- YOUR ASSIGNMENT -
Show every line of the data that includes the word "impl".

Stored data

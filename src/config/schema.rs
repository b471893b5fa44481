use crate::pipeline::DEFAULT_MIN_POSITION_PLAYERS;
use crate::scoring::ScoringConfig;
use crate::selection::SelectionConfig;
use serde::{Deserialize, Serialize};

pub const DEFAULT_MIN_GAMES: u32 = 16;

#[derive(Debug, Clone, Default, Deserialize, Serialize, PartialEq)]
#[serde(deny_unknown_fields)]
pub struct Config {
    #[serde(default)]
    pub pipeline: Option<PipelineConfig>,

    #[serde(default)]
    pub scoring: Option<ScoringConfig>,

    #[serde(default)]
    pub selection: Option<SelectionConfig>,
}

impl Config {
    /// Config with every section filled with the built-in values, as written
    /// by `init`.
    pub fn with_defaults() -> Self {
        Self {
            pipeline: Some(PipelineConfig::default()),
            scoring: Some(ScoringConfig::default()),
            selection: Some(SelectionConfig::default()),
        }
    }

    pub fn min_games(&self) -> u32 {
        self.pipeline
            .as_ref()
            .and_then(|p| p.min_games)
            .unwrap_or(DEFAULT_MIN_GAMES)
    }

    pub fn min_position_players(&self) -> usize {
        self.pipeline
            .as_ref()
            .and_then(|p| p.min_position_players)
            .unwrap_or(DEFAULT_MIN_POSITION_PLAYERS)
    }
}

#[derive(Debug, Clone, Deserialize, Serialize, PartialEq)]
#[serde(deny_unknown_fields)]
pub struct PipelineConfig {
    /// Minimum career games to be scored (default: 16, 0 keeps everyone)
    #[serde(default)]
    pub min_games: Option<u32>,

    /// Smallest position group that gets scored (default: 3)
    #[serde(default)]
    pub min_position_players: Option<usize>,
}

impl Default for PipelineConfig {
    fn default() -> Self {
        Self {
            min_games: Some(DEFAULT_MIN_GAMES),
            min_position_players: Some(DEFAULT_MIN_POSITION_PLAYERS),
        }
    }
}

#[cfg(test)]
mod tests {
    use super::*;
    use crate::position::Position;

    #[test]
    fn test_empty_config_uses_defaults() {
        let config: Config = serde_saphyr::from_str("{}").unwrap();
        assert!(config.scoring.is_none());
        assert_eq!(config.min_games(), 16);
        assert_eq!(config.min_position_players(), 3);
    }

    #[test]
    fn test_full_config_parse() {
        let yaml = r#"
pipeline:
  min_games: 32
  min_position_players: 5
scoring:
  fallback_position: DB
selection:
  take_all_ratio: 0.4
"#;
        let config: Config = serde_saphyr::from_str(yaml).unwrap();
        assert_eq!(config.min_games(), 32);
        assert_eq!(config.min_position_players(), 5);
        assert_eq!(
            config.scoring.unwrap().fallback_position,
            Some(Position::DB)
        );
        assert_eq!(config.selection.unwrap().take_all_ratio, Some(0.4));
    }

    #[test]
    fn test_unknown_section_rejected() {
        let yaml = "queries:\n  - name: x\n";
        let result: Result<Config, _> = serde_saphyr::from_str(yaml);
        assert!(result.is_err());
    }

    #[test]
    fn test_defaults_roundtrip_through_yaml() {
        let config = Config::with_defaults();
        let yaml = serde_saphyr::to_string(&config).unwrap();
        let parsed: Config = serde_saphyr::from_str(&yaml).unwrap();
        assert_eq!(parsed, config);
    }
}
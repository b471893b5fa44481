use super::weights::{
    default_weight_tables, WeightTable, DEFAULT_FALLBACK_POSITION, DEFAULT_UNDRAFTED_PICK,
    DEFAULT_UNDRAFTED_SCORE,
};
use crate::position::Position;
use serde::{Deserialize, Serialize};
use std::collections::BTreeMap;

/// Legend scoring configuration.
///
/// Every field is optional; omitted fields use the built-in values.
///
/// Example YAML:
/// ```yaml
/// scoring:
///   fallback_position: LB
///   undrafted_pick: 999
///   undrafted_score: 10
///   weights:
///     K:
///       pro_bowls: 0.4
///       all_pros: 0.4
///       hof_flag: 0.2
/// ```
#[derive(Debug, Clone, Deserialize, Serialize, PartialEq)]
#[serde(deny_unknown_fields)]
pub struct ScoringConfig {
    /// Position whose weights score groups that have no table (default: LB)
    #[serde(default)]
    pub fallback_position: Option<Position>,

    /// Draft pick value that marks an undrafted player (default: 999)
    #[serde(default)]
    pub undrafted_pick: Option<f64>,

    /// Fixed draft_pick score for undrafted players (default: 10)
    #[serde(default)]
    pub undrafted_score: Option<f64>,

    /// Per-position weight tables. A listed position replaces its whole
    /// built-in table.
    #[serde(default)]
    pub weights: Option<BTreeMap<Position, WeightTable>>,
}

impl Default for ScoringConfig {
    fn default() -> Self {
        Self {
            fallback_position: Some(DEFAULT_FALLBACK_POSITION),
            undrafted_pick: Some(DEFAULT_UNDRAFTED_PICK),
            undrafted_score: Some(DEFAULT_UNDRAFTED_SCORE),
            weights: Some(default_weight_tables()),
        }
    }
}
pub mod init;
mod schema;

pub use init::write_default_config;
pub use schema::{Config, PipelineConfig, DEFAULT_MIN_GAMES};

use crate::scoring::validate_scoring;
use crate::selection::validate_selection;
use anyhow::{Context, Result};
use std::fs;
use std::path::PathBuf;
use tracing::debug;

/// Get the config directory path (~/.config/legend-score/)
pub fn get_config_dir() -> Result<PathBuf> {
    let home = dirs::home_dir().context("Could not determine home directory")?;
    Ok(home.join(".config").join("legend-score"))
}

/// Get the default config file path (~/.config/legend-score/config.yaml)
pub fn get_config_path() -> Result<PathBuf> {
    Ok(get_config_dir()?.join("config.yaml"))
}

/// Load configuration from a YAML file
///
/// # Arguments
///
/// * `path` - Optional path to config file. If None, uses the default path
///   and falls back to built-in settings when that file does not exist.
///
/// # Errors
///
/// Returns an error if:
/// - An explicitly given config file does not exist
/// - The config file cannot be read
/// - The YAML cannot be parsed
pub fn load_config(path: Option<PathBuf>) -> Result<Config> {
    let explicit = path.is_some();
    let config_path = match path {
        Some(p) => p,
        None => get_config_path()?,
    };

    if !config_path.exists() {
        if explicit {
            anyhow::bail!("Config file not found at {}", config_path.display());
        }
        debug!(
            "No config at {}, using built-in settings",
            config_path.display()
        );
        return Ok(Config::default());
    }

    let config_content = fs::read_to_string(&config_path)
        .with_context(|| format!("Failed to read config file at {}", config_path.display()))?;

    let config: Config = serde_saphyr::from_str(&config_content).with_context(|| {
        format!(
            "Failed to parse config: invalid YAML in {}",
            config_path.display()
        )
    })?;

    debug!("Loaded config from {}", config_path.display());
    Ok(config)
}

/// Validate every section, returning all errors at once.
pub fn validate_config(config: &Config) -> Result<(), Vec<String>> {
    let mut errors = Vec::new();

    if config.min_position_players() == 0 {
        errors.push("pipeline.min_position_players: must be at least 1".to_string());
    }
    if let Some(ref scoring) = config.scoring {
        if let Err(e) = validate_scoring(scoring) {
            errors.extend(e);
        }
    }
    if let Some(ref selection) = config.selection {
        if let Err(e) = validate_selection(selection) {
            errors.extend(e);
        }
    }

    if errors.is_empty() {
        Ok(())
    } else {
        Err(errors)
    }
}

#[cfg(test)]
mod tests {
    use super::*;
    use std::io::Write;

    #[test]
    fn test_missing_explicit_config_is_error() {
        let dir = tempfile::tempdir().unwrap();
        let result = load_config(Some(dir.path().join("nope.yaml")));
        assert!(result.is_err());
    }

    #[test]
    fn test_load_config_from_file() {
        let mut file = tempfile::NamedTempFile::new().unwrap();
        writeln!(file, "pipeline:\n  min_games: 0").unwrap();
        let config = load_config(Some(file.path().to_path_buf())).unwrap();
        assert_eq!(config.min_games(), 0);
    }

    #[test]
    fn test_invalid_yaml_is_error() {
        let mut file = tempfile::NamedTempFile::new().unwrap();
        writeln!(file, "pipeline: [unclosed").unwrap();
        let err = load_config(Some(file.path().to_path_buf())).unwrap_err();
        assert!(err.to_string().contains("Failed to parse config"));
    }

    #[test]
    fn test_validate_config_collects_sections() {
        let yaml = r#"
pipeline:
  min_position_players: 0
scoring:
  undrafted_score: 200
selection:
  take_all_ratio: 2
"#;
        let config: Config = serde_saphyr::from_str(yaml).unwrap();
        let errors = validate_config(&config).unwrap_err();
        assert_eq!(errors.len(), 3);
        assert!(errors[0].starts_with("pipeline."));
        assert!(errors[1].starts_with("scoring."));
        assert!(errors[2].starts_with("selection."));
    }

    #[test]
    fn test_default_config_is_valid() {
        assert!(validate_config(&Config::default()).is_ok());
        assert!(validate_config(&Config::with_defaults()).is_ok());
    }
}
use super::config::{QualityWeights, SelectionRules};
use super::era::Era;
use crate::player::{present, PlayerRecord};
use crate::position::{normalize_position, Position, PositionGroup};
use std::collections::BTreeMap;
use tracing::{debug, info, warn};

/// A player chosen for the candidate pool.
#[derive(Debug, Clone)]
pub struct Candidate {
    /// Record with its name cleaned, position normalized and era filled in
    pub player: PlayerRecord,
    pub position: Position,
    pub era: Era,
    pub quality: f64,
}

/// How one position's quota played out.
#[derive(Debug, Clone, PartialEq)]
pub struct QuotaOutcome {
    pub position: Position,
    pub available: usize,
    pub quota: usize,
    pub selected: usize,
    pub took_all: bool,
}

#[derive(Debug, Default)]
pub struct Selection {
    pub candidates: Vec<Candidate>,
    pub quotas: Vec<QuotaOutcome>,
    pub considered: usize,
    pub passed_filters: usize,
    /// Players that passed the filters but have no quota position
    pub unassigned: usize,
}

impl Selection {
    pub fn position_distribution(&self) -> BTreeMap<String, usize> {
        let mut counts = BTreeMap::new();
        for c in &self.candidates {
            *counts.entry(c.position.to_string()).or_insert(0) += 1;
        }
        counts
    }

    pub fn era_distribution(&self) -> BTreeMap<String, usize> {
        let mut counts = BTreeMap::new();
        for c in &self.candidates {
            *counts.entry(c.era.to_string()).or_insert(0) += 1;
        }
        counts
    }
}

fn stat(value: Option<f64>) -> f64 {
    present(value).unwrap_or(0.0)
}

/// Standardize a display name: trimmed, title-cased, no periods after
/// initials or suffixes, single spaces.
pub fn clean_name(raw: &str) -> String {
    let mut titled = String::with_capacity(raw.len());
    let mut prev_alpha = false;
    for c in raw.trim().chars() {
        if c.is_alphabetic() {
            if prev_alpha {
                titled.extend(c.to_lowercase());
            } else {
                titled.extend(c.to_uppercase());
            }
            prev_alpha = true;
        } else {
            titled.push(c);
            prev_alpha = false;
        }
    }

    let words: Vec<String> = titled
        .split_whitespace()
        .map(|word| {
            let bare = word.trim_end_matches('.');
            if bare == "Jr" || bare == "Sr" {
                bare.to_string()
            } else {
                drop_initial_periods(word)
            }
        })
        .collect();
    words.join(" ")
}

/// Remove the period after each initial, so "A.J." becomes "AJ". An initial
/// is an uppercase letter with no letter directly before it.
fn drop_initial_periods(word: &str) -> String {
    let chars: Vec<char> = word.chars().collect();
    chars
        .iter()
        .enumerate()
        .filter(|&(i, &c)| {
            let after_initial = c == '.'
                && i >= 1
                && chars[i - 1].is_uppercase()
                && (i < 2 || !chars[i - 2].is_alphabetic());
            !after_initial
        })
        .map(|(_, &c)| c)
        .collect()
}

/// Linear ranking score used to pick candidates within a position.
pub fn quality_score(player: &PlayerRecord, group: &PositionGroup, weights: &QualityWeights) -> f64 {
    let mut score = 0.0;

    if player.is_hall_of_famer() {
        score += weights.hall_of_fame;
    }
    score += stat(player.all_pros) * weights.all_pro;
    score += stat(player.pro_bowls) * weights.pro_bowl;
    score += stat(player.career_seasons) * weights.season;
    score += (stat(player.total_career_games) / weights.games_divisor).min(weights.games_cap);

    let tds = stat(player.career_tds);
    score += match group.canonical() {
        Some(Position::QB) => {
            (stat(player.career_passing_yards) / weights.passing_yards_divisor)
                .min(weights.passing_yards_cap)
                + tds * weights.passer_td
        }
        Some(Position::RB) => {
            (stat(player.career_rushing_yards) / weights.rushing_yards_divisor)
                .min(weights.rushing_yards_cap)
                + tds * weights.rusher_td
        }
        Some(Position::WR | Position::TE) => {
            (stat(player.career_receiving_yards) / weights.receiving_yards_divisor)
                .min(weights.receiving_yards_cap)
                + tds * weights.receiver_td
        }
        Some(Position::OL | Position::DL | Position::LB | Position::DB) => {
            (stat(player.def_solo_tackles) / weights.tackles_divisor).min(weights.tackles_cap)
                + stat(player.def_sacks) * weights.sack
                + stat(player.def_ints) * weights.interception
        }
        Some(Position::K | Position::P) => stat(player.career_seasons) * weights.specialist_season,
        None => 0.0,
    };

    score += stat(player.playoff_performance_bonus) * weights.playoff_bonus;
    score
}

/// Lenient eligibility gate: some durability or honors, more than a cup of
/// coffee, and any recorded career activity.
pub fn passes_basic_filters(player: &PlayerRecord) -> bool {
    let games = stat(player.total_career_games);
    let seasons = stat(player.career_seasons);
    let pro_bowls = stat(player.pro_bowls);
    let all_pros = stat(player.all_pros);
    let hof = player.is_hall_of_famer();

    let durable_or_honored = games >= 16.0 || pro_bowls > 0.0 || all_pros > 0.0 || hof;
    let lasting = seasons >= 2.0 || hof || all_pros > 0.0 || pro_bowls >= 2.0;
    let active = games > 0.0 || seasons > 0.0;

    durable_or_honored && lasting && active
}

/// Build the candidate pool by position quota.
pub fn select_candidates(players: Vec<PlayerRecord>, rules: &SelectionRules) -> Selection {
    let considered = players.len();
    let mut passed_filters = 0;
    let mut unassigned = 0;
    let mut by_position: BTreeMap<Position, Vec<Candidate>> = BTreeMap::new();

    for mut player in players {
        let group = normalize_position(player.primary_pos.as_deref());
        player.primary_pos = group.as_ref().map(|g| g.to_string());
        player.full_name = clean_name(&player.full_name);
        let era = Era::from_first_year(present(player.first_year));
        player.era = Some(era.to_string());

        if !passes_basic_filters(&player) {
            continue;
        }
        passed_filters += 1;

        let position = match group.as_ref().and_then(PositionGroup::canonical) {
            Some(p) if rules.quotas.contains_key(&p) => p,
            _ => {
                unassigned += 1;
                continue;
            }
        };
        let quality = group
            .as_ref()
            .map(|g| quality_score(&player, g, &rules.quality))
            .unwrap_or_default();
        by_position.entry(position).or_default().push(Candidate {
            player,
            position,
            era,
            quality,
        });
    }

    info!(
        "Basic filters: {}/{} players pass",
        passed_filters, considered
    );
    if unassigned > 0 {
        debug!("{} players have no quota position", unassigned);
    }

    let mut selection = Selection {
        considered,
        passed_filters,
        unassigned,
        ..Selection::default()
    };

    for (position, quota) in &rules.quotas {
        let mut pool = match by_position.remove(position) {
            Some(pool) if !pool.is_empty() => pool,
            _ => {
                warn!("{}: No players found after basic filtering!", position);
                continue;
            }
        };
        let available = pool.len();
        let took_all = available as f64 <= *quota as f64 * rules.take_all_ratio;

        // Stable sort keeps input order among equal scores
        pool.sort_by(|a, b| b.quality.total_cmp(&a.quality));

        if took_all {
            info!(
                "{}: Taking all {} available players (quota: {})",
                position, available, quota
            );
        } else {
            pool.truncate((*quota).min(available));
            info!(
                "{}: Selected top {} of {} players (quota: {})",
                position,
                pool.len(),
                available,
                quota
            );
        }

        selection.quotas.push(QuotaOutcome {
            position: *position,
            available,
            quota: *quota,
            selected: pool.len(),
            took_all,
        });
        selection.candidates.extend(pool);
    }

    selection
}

- OUTPUT OF THE TASK -
impl Config {
impl Default for PipelineConfig {
impl Default for ScoringConfig {
impl Selection {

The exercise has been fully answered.